Mohammad Noori / CADG
Thirty years of rampant deforestation created se-vere erosion problems in Ghazni. Villagers suffered extensive damage to irrigation systems and subsequent loss of arable farmland.
10 OCTOBER 2012 | GHAZNI, AFGHANISTAN
More than 30 years of deforestation has severely damaged Ghazni agriculture. In the 1970s, most of Afghanistan’s 2.5 million hectares of forest grew in Ghazni and other provinces near the border with Pakistan. Today, nearly 90% of these forests have been lost.
“When the Russians were here, they would set fire to the forests around Ghazni where the Mujahedeen were hiding. The Taliban adopted the same practice – this time to attack villages that resisted them,” Ghazni Director of Agriculture and Irrigation Sultan Hussain, reports. “After the war, the residents of Ghazni cut down the remaining trees for fuel. There was no other source of power, so people were forced to cut down the forest.”
Once the foothills and valley catchments were stripped of trees, there was little to stop the rivers of mud and rock that washed down from the mountains each spring. Floods suddenly did far more damage to fragile valley irrigation systems, driving farm-based local economies into poverty.

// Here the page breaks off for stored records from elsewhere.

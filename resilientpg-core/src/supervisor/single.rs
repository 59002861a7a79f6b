//! The single-connection Supervisor variant: one handle, reused by every
//! `acquire()` call, kept alive across reconnects.

use std::sync::atomic::{AtomicBool, Ordering};
use std::sync::{Arc, Mutex};
use std::time::Duration;

use tokio::sync::{mpsc, Notify};

use crate::backoff;
use crate::driver::{Driver, DriverSignal, RawConnection};
use crate::error::{Error, Reason, Result};
use crate::events::EventBus;
use crate::gate::Gate;
use crate::probe::{self, DEFAULT_TIMEOUT};

use super::{Handle, State, Supervisor};

/// See module docs.
pub struct SingleSupervisor<D: Driver> {
    driver: D,
    gate: Gate,
    events: Arc<EventBus>,
    handle: Mutex<Option<Arc<D::Connection>>>,
    state: Mutex<State>,
    is_shutting_down: AtomicBool,
    shutdown_notify: Notify,
    probe_timeout: Duration,
}

impl<D: Driver> SingleSupervisor<D> {
    /// Performs the initial connect synchronously: a failure here is fatal
    /// and propagated to the caller; everything past that point runs in a
    /// background task and routes failures into the reconnect loop instead
    /// of ever failing the caller.
    pub async fn connect(driver: D) -> Result<Arc<Self>> {
        Self::connect_with_timeout(driver, DEFAULT_TIMEOUT).await
    }

    pub async fn connect_with_timeout(driver: D, probe_timeout: Duration) -> Result<Arc<Self>> {
        let (conn, rx) = driver.connect().await?;

        let supervisor = Arc::new(Self {
            driver,
            gate: Gate::new(),
            events: Arc::new(EventBus::new()),
            handle: Mutex::new(None),
            state: Mutex::new(State::Connecting),
            is_shutting_down: AtomicBool::new(false),
            shutdown_notify: Notify::new(),
            probe_timeout,
        });

        match probe::probe(&conn, supervisor.probe_timeout).await {
            Ok(()) => {
                *supervisor.handle.lock().unwrap() = Some(Arc::new(conn));
                *supervisor.state.lock().unwrap() = State::Ready;
                supervisor.gate.open();
                supervisor.events.emit_connect();
                tokio::spawn(Arc::clone(&supervisor).run(rx));
            }
            Err(err) => {
                tracing::warn!(target: "resilientpg::supervisor", error = %err, "initial probe failed, entering reconnect loop");
                *supervisor.state.lock().unwrap() = State::Reconnecting;
                tokio::spawn(Arc::clone(&supervisor).run_from_reconnect());
            }
        }

        Ok(supervisor)
    }

    /// Subscribes to lifecycle events (`connect`, `disconnect`, `reconnect`,
    /// `notification`). Exposed for [`crate::notify::NotificationManager`]
    /// and application code alike; see [`EventBus`] for replace-on-resubscribe
    /// semantics.
    pub fn events(&self) -> &EventBus {
        &self.events
    }

    pub fn state(&self) -> State {
        *self.state.lock().unwrap()
    }

    async fn run_from_reconnect(self: Arc<Self>) {
        if let Some(rx) = self.reconnect_loop().await {
            self.run(rx).await;
        }
    }

    async fn run(self: Arc<Self>, mut signal_rx: mpsc::UnboundedReceiver<DriverSignal>) {
        loop {
            tokio::select! {
                biased;

                _ = self.shutdown_notify.notified() => return,

                signal = signal_rx.recv() => match signal {
                    Some(DriverSignal::Notification { channel, payload }) => {
                        self.events.emit_notification(&channel, &payload);
                    }
                    Some(DriverSignal::Error(err)) => {
                        let reason: Reason = Error::Driver(err).shared();
                        match self.verify_or_reconnect(reason).await {
                            VerifyOutcome::StillAlive => {}
                            VerifyOutcome::Reconnected(rx) => signal_rx = rx,
                            VerifyOutcome::ShuttingDown => return,
                        }
                    }
                    Some(DriverSignal::End) | None => {
                        self.events.emit_disconnect(None);
                        self.gate.close();
                        *self.state.lock().unwrap() = State::Reconnecting;
                        match self.reconnect_loop().await {
                            Some(rx) => signal_rx = rx,
                            None => return,
                        }
                    }
                },
            }
        }
    }

    /// Probes the current handle on a driver `error` event rather than
    /// assuming the connection is dead.
    async fn verify_or_reconnect(&self, reason: Reason) -> VerifyOutcome {
        if self.is_shutting_down.load(Ordering::Acquire) {
            return VerifyOutcome::ShuttingDown;
        }

        let current = self.handle.lock().unwrap().clone();
        let Some(conn) = current else {
            return self.start_reconnect(Some(reason)).await;
        };

        match probe::probe(&*conn, self.probe_timeout).await {
            Ok(()) => {
                tracing::debug!(target: "resilientpg::supervisor", %reason, "connection still alive");
                VerifyOutcome::StillAlive
            }
            Err(_) => self.start_reconnect(Some(reason)).await,
        }
    }

    async fn start_reconnect(&self, reason: Option<Reason>) -> VerifyOutcome {
        self.events.emit_disconnect(reason);
        self.gate.close();
        *self.state.lock().unwrap() = State::Reconnecting;
        match self.reconnect_loop().await {
            Some(rx) => VerifyOutcome::Reconnected(rx),
            None => VerifyOutcome::ShuttingDown,
        }
    }

    /// Unbounded reconnect attempts with bounded-jittered backoff between
    /// them, aborted the instant shutdown is observed.
    async fn reconnect_loop(&self) -> Option<mpsc::UnboundedReceiver<DriverSignal>> {
        let mut attempt: u32 = 0;
        loop {
            if self.is_shutting_down.load(Ordering::Acquire) {
                return None;
            }
            attempt += 1;
            *self.handle.lock().unwrap() = None;

            if let Ok((conn, rx)) = self.driver.connect().await {
                if probe::probe(&conn, self.probe_timeout).await.is_ok() {
                    *self.handle.lock().unwrap() = Some(Arc::new(conn));
                    *self.state.lock().unwrap() = State::Ready;
                    self.gate.open();
                    self.events.emit_reconnect(None);
                    return Some(rx);
                }
            }

            if self.is_shutting_down.load(Ordering::Acquire) {
                return None;
            }
            tokio::time::sleep(backoff::delay(attempt, backoff::RECONNECT)).await;
        }
    }
}

enum VerifyOutcome {
    StillAlive,
    Reconnected(mpsc::UnboundedReceiver<DriverSignal>),
    ShuttingDown,
}

impl<D: Driver> Supervisor for SingleSupervisor<D> {
    type Connection = D::Connection;

    async fn acquire(&self) -> Result<Handle<D::Connection>> {
        if self.is_shutting_down.load(Ordering::Acquire) {
            return Err(Error::Shutdown);
        }

        self.gate.wait().await.map_err(|reason| (*reason).clone())?;

        if self.is_shutting_down.load(Ordering::Acquire) {
            return Err(Error::Shutdown);
        }

        let conn = self.handle.lock().unwrap().clone().ok_or(Error::Shutdown)?;
        Ok(Handle::unpooled(conn))
    }

    async fn shutdown(&self) -> Result<()> {
        if self.is_shutting_down.swap(true, Ordering::AcqRel) {
            return Ok(());
        }

        *self.state.lock().unwrap() = State::Destroying;
        self.events.emit_disconnect(None);
        self.gate.close_with_reason(Error::Shutdown);
        self.shutdown_notify.notify_waiters();

        if let Some(conn) = self.handle.lock().unwrap().take() {
            conn.close().await;
        }

        *self.state.lock().unwrap() = State::ShutDown;
        Ok(())
    }
}

#[cfg(test)]
mod tests {
    use std::time::Duration;

    use crate::driver::testing::{FakeConnection, FakeDriver};
    use crate::driver::DriverSignal;
    use crate::supervisor::{State, Supervisor};

    use super::SingleSupervisor;

    #[tokio::test]
    async fn initial_connect_failure_is_fatal() {
        let driver = FakeDriver::always_succeeds(FakeConnection::healthy);
        driver.push_connect_failure();
        assert!(SingleSupervisor::connect(driver).await.is_err());
    }

    #[tokio::test]
    async fn acquire_succeeds_against_a_healthy_connection() {
        let driver = FakeDriver::always_succeeds(FakeConnection::healthy);
        let supervisor = SingleSupervisor::connect(driver).await.unwrap();
        assert_eq!(supervisor.state(), State::Ready);
        supervisor.acquire().await.unwrap();
    }

    #[tokio::test]
    async fn a_clean_end_signal_triggers_reconnect_and_recovers() {
        let driver = std::sync::Arc::new(FakeDriver::always_succeeds(FakeConnection::healthy));
        let supervisor = SingleSupervisor::connect(std::sync::Arc::clone(&driver))
            .await
            .unwrap();

        let (tx, mut reconnected) = tokio::sync::mpsc::unbounded_channel();
        supervisor.events().on_reconnect(move |_| {
            let _ = tx.send(());
        });

        // Simulate the peer closing the connection cleanly, as
        // `TokioPostgresDriver` would report via its background poll loop.
        driver.inject(DriverSignal::End);

        tokio::time::timeout(Duration::from_secs(2), reconnected.recv())
            .await
            .expect("should reconnect before the timeout")
            .expect("channel should not close");
        assert_eq!(supervisor.state(), State::Ready);
        supervisor.acquire().await.unwrap();
    }

    #[tokio::test]
    async fn acquire_after_shutdown_is_rejected() {
        let driver = FakeDriver::always_succeeds(FakeConnection::healthy);
        let supervisor = SingleSupervisor::connect(driver).await.unwrap();
        supervisor.shutdown().await.unwrap();
        assert!(supervisor.acquire().await.is_err());
        assert_eq!(supervisor.state(), State::ShutDown);
    }

    #[tokio::test]
    async fn shutdown_is_idempotent() {
        let driver = FakeDriver::always_succeeds(FakeConnection::healthy);
        let supervisor = SingleSupervisor::connect(driver).await.unwrap();
        supervisor.shutdown().await.unwrap();
        supervisor.shutdown().await.unwrap();
    }
}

In 2009, Director Husain joined with a small group of residents to reforest critical catchments near Ghazni city. By the spring of 2010, the group had managed to plant 8,000 saplings but were struggling to find nursery land and water for seedlings to expand their operations.
Between March and September of 2010, Central Asia Development Group (CADG), a USAID implementing partner, worked with 758 Ghazni residents to plant 10,000 pine saplings, clear 10 square kilometers of nursery grounds and excavate 11 kilometers of canals to irrigate the Jungal Bagh plantation. “We were very small when we began work with CADG,” Mr. Husain said. “The nursery grounds, the saplings and the irrigation system have given us a path to reforesting all of Ghazni’s important farm valleys within the next 10 years.”
By the spring of 2012, the Jungal Bagh nursery was home to 80,000 saplings, and farm staff transferred 70,000 saplings from the nursery to streets, lanes, schools, clinics and mosques in Ghazni city. Equally impressive, the agriculture department confirms that it is on schedule to plant one million trees by the end of 2013. Mr. Hussain credits USAID and CADG for the critical early push that allowed this program to gain traction.